On Oct. 10, Bishop Aloisius Nguyen Hung Vi of Kontum presided at a solemn ceremony to mark the 50th anniversary of the ordination of Redemptorist Father Joseph Tran Si Tin and the 53rd anniversary of local Redemptorists’ evangelization among ethnic groups.
Some 80 priests joined the Mass at Pleiku Evangelization Center in Gia Lai province, attended by thousands of Bahnar and Jarai villagers and Kinh people from parishes served by Redemptorists.
Bishop Vi said the local church owes Father Tin a great debt of gratitude for his work relating to liturgy, faith and culture.
“He has integrated himself into the Jarai people as a real missionary for over half a century,” he said, adding that Father Tin is one of the first four Redemptorists who arrived in the diocese 53 years ago and is still alive.
The prelate also thanked younger Redemptorists for following the priest’s example in serving local parishes home to Jarai, Bahnar and Kinh people.
Father Joseph Nguyen Ngoc Bich, provincial superior of the Redemptorists, said Father Tin inspired his confreres to bring the Good News to the people by “living and working together with people.”
Father Bich said the senior missionary, who speaks the Jarai language fluently, talks about God to people with his own life which makes them eagerly look for God and he brings God to them.
“You sowed the seed of Christianity in the land of Jarai people and it has grown and spread to other places,” he said.
The superior said that during Father Tin’s 50 years of priesthood he made local Redemptorists known as missionaries among other people and taught them how meaningful their devotion to evangelization is.

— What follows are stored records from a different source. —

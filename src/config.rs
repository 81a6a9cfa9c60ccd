use std::path::Path;

use serde::{Deserialize, Serialize};

/// ## Structure
/// This module contains the data structures for the dashboard plan file.
///
/// ```text
/// DashboardPlan
///   ├── meta: Option<PlanMeta>
///   │   └── name: Option<String>
///   ├── data: DataConfig
///   │   ├── dir: String            (relative to the plan file)
///   │   └── six dataset file names (defaulting to the standard extract names)
///   └── export: ExportConfig
///       └── profiles: Vec<ExportProfileItem>
///           ├── filename: String
///           ├── exporter: ExportFileType (Html | CsvOrders | CsvItems | Json)
///           └── top_categories: Option<usize>
/// ```

#[derive(Serialize, Deserialize, Debug, Clone, Default)]
pub struct DashboardPlan {
    #[serde(default)]
    pub meta: Option<PlanMeta>,
    #[serde(default)]
    pub data: DataConfig,
    #[serde(default)]
    pub export: ExportConfig,
}

#[derive(Serialize, Deserialize, Debug, Clone, Default)]
pub struct PlanMeta {
    pub name: Option<String>,
}

#[derive(Serialize, Deserialize, Debug, Clone)]
pub struct DataConfig {
    #[serde(default = "default_data_dir")]
    pub dir: String,
    #[serde(default = "default_customers")]
    pub customers: String,
    #[serde(default = "default_orders")]
    pub orders: String,
    #[serde(default = "default_order_items")]
    pub order_items: String,
    #[serde(default = "default_payments")]
    pub payments: String,
    #[serde(default = "default_products")]
    pub products: String,
    #[serde(default = "default_category_translation")]
    pub category_translation: String,
}

fn default_data_dir() -> String {
    "data".to_string()
}
fn default_customers() -> String {
    "customers_dataset.csv".to_string()
}
fn default_orders() -> String {
    "orders_dataset.csv".to_string()
}
fn default_order_items() -> String {
    "order_items_dataset.csv".to_string()
}
fn default_payments() -> String {
    "order_payments_dataset.csv".to_string()
}
fn default_products() -> String {
    "products_dataset.csv".to_string()
}
fn default_category_translation() -> String {
    "product_category_name_translation.csv".to_string()
}

impl Default for DataConfig {
    fn default() -> Self {
        Self {
            dir: default_data_dir(),
            customers: default_customers(),
            orders: default_orders(),
            order_items: default_order_items(),
            payments: default_payments(),
            products: default_products(),
            category_translation: default_category_translation(),
        }
    }
}

#[derive(Serialize, Deserialize, Debug, Clone, Default)]
pub struct ExportConfig {
    pub profiles: Vec<ExportProfileItem>,
}

#[derive(Serialize, Deserialize, Debug, Clone)]
pub struct ExportProfileItem {
    pub filename: String,
    pub exporter: ExportFileType,
    /// Category limit for renderers that show a top-N table.
    #[serde(default)]
    pub top_categories: Option<usize>,
}

#[derive(Serialize, Deserialize, Debug, Clone)]
pub enum ExportFileType {
    Html,
    CsvOrders,
    CsvItems,
    Json,
}

impl DashboardPlan {
    pub fn from_file(path: &Path) -> anyhow::Result<Self> {
        let content = std::fs::read_to_string(path)?;
        let plan: DashboardPlan = serde_yaml::from_str(&content)?;
        Ok(plan)
    }

    /// Plan written by `init`: standard file names, one export of each kind.
    pub fn sample() -> Self {
        Self {
            meta: Some(PlanMeta {
                name: Some("E-Commerce Dashboard".to_string()),
            }),
            data: DataConfig::default(),
            export: ExportConfig {
                profiles: vec![
                    ExportProfileItem {
                        filename: "dashboard.html".to_string(),
                        exporter: ExportFileType::Html,
                        top_categories: Some(10),
                    },
                    ExportProfileItem {
                        filename: "orders_main.csv".to_string(),
                        exporter: ExportFileType::CsvOrders,
                        top_categories: None,
                    },
                    ExportProfileItem {
                        filename: "full_items.csv".to_string(),
                        exporter: ExportFileType::CsvItems,
                        top_categories: None,
                    },
                ],
            },
        }
    }
}

#[cfg(test)]
mod tests {
    use super::*;

    #[test]
    fn test_serialization() {
        let config = ExportConfig {
            profiles: vec![ExportProfileItem {
                filename: "dashboard.html".to_string(),
                exporter: ExportFileType::Html,
                top_categories: Some(10),
            }],
        };

        let yaml_str = serde_yaml::to_string(&config).unwrap();
        assert!(yaml_str.contains("profiles"));
        assert!(yaml_str.contains("Html"));
    }

    #[test]
    fn test_deserialization_with_defaults() {
        let yaml_str = r#"
data:
  dir: ./data
"#;

        let plan: DashboardPlan = serde_yaml::from_str(yaml_str).unwrap();
        assert_eq!(plan.data.dir, "./data");
        assert_eq!(plan.data.customers, "customers_dataset.csv");
        assert_eq!(plan.data.orders, "orders_dataset.csv");
        assert_eq!(
            plan.data.category_translation,
            "product_category_name_translation.csv"
        );
        assert!(plan.export.profiles.is_empty());
    }

    #[test]
    fn test_planfile_deserialization() {
        let yaml_str = r#"
meta:
  name: Store analytics
data:
  dir: data
export:
  profiles:
    - filename: dashboard.html
      exporter: Html
      top_categories: 15
    - filename: orders_main.csv
      exporter: CsvOrders
    - filename: full_items.csv
      exporter: CsvItems
    - filename: summary.json
      exporter: Json
"#;

        let plan: DashboardPlan = serde_yaml::from_str(yaml_str).unwrap();
        assert_eq!(plan.export.profiles.len(), 4);
        assert_eq!(plan.export.profiles[0].top_categories, Some(15));
    }
}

Father Mark Bui Duy Chien, head of the Redemptorists in Pleiku, said Father Tin is happy to be a priest for the Jarai people as he arrived in Gia Lai in 1969 and was not ordained a priest until the first local ethnic villagers converted to Catholicism three years later.
“His community is the Jarai people. He works with them to live out his faith and vocation, treats them like his own family and has become their relative,” he said.
Father Tin, 83, thanked all people for allowing him to work with them and serve them as laypeople are the main part of the church.
He also offered participants copies of his two books on his practical experience in evangelization.
Four Redemptorists including Father Tin were driven to Pleiku village on Oct. 10, 1969, by the late Bishop Paul Seits of Kontum, who blessed them and left. They had never been there and knew nobody there.
They lived in poverty among the villagers, worked on their farms, learned their language and culture, and went hunting and fishing with them for nearly 20 years. They translated the Bible into the Jarai language.
Some 30 Redemptorists now provide pastoral care for tens of thousands of Jarai, Bahnar and Kinh Catholics in the provinces of Gia Lai and Kon Tum.